Critics like Alfred O’Hara charge the fantasy sports websites are operating out of bounds. O’Hara owns Fantasy Sports-r-us, a fantasy sports keeper league he's run out of
his Boca Raton home since 2002. He describes his business as entertainment. "Nobody is getting rich off of this. There's no real money involved," he said.
Much different he says from daily fantasy sports websites. Sites like FanDuel and Draftkings where hundreds of millions of dollars are flowing for fantasy football.
Participants pay money to pick teams of real life pro-players they hope will produce a big payday.
Critics say that's a lot like gambling and begs the question, is it legal in the state of Florida?

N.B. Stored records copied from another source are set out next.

//! Reasoning replay: put the model's full stored output back in place of
//! what the chat platform shows.
//!
//! Bot messages get the complete text of the completion they came from,
//! including reasoning and tool tags. Completions that never became a chat
//! message (phantoms) are reinserted where they happened. Tool-call entries
//! whose raw text is already carried by a replayed completion are dropped.

use parley_core::{Activation, ContentBlock, ParticipantMessage};
use std::collections::{HashMap, HashSet};

use super::builder::{Entry, EntryKind};

pub(crate) fn replay(entries: &mut Vec<Entry>, activations: &[Activation], bot_name: &str) {
    if activations.is_empty() {
        return;
    }

    restore_bot_text(entries, activations);

    let completion_texts: HashSet<&str> = activations
        .iter()
        .flat_map(|a| a.completions.iter().map(|c| c.text.as_str()))
        .collect();
    entries.retain(|e| {
        !(e.kind == EntryKind::ToolCall
            && e.raw_model_text
                .as_deref()
                .is_some_and(|raw| completion_texts.contains(raw)))
    });

    for activation in activations {
        insert_phantoms(entries, activation, bot_name);
    }

    merge_activation_runs(entries);
}

fn restore_bot_text(entries: &mut [Entry], activations: &[Activation]) {
    let mut contexts: HashMap<String, (String, String)> = HashMap::new();
    for activation in activations {
        for (message_id, text) in activation.message_contexts() {
            contexts.insert(message_id, (activation.id.clone(), text));
        }
    }

    for entry in entries
        .iter_mut()
        .filter(|e| e.kind == EntryKind::Platform && e.from_bot)
    {
        let mut owner = None;
        let mut chunks: Vec<&str> = Vec::new();
        for piece in &entry.pieces {
            match contexts.get(&piece.id) {
                Some((activation_id, text)) => {
                    owner.get_or_insert_with(|| activation_id.clone());
                    if !text.is_empty() {
                        chunks.push(text);
                    }
                }
                None => chunks.push(&piece.text),
            }
        }
        if owner.is_some() {
            let text = chunks.join("\n");
            entry.set_text(text);
            entry.activation = owner;
        }
    }
}

fn insert_phantoms(entries: &mut Vec<Entry>, activation: &Activation, bot_name: &str) {
    let Some(anchor) = activation.anchor_message_id.as_deref() else {
        return;
    };
    let Some(anchor_pos) = entries.iter().position(|e| e.contains_message(anchor)) else {
        return;
    };

    let mut after = anchor_pos;
    for completion in activation.completions.iter().filter(|c| c.is_phantom()) {
        let result_pos = entries.iter().skip(anchor_pos + 1).position(|e| {
            e.kind == EntryKind::ToolResult
                && e.raw_model_text.as_deref() == Some(completion.text.as_str())
        });
        let at = match result_pos {
            Some(offset) => anchor_pos + 1 + offset,
            None => after + 1,
        };

        entries.insert(
            at,
            Entry {
                message: ParticipantMessage::new(
                    bot_name,
                    vec![ContentBlock::text(completion.text.clone())],
                ),
                kind: EntryKind::Phantom,
                from_bot: true,
                pieces: Vec::new(),
                raw_model_text: None,
                activation: Some(activation.id.clone()),
            },
        );
        if at <= after + 1 {
            after += 1;
        }
    }
}

/// Fold adjacent bot entries from the same activation into one.
fn merge_activation_runs(entries: &mut Vec<Entry>) {
    let mut merged: Vec<Entry> = Vec::with_capacity(entries.len());
    for entry in entries.drain(..) {
        let joinable = |e: &Entry| {
            e.from_bot && matches!(e.kind, EntryKind::Platform | EntryKind::Phantom)
        };
        match merged.last_mut() {
            Some(prev)
                if joinable(prev)
                    && joinable(&entry)
                    && prev.activation.is_some()
                    && prev.activation == entry.activation =>
            {
                let text = entry.message.text_content();
                let separator = if prev.message.text_content().ends_with(char::is_whitespace) {
                    ""
                } else {
                    "\n"
                };
                prev.message.push_text(separator, &text);
                if prev.message.source_message_id.is_none() {
                    prev.message.source_message_id = entry.message.source_message_id;
                    prev.message.timestamp = entry.message.timestamp;
                }
                if prev.kind == EntryKind::Phantom {
                    prev.kind = entry.kind;
                }
                prev.pieces.extend(entry.pieces);
            }
            _ => merged.push(entry),
        }
    }
    *entries = merged;
}

#[cfg(test)]
mod tests {
    use super::*;
    use crate::context::builder::Piece;
    use parley_core::TriggerKind;

    fn platform(id: &str, participant: &str, text: &str, from_bot: bool) -> Entry {
        Entry {
            message: ParticipantMessage::text(participant, text).with_source(id),
            kind: EntryKind::Platform,
            from_bot,
            pieces: vec![Piece {
                id: id.into(),
                text: text.into(),
            }],
            raw_model_text: None,
            activation: None,
        }
    }

    fn tool_result(raw: &str) -> Entry {
        Entry {
            message: ParticipantMessage::new(
                "System",
                vec![ContentBlock::ToolResult {
                    tool_use_id: "t1".into(),
                    content: "42".into(),
                    is_error: false,
                }],
            ),
            kind: EntryKind::ToolResult,
            from_bot: false,
            pieces: Vec::new(),
            raw_model_text: Some(raw.into()),
            activation: None,
        }
    }

    fn lines(entries: &[Entry]) -> Vec<String> {
        entries
            .iter()
            .map(|e| match e.kind {
                EntryKind::ToolResult => "System: <result>".to_string(),
                _ => format!("{}: {}", e.message.participant, e.message.text_content()),
            })
            .collect()
    }

    #[test]
    fn bot_text_replaced_with_full_completion() {
        let mut entries = vec![
            platform("u1", "alice", "hi", false),
            platform("b1", "Parley", "hello", true),
        ];
        let mut act = Activation::new("ch", "bot", TriggerKind::Mention, Some("u1".into()));
        act.push_completion("<thinking>be nice</thinking>hello", vec!["b1".into()]);

        replay(&mut entries, &[act], "Parley");
        assert_eq!(
            lines(&entries),
            vec!["alice: hi", "Parley: <thinking>be nice</thinking>hello"]
        );
        assert_eq!(entries[1].message.source_message_id.as_deref(), Some("b1"));
    }

    #[test]
    fn phantom_inserted_before_its_tool_result() {
        let raw = "<thinking>need calc</thinking><calc>{}</calc>";
        let mut entries = vec![
            platform("u1", "alice", "what is 6*7", false),
            tool_result(raw),
            platform("b1", "Parley", "42", true),
        ];
        let mut act = Activation::new("ch", "bot", TriggerKind::Mention, Some("u1".into()));
        act.push_completion(raw, vec![]);
        act.push_completion("42", vec!["b1".into()]);

        replay(&mut entries, &[act], "Parley");
        assert_eq!(
            lines(&entries),
            vec![
                "alice: what is 6*7",
                format!("Parley: {raw}").as_str(),
                "System: <result>",
                "Parley: 42"
            ]
        );
    }

    #[test]
    fn phantoms_without_tool_follow_anchor_in_order() {
        let mut entries = vec![
            platform("u1", "alice", "think hard", false),
            platform("u2", "bob", "later", false),
        ];
        let mut act = Activation::new("ch", "bot", TriggerKind::Mention, Some("u1".into()));
        act.push_completion("<thinking>one</thinking>", vec![]);
        act.push_completion("<thinking>two</thinking>", vec![]);

        replay(&mut entries, &[act], "Parley");
        assert_eq!(
            lines(&entries),
            vec![
                "alice: think hard",
                "Parley: <thinking>one</thinking>\n<thinking>two</thinking>",
                "bob: later"
            ]
        );
    }

    #[test]
    fn duplicate_tool_call_dropped() {
        let raw = "checking <calc>{}</calc>";
        let mut call = platform("x", "Parley", "", true);
        call.kind = EntryKind::ToolCall;
        call.pieces.clear();
        call.message.source_message_id = None;
        call.raw_model_text = Some(raw.into());
        let mut entries = vec![
            platform("u1", "alice", "go", false),
            platform("b1", "Parley", "checking", true),
            call,
            tool_result(raw),
        ];
        let mut act = Activation::new("ch", "bot", TriggerKind::Mention, Some("u1".into()));
        act.push_completion(raw, vec!["b1".into()]);

        replay(&mut entries, &[act], "Parley");
        assert_eq!(
            lines(&entries),
            vec!["alice: go", format!("Parley: {raw}").as_str(), "System: <result>"]
        );
    }

    #[test]
    fn no_activations_is_identity() {
        let mut entries = vec![platform("b1", "Parley", "hello", true)];
        let before = entries.clone();
        replay(&mut entries, &[], "Parley");
        assert_eq!(entries, before);
    }
}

We contacted Florida Attorney General Pam Bondi's office to ask. They started off saying they are not allowed to give legal opinions and then gave us one. A 25-year-old
legal opinion that states, "fantasy sports leagues whereby contestants pay a fee" "would violate" Florida gambling laws. And paying a fee to play is exactly what
contestants on those sites must do to keep playing. A legal opinion that appears to be only as valid as the paper it's written on. “We're talking about professional
players that make a living on there. This is not fantasy sports," O’Hara said.
Marc La Vorgna, a, spokesperson for FanDuel and DraftKings sent CBS 12 this statement: "Fantasy sports is legal under Florida law as a game of skill, where participants
win or lose the same way real-life General Managers for the Dolphins or Heat do -- by having the skill to select the best possible team. But the state's laws do need to
be updated to reflect changes in technology and the evolution of fantasy sports, and we are continuing to discuss with lawmakers and regulators the best way to address
this issue to ensure fantasy sports remain legal for the millions of Floridians who enjoy it."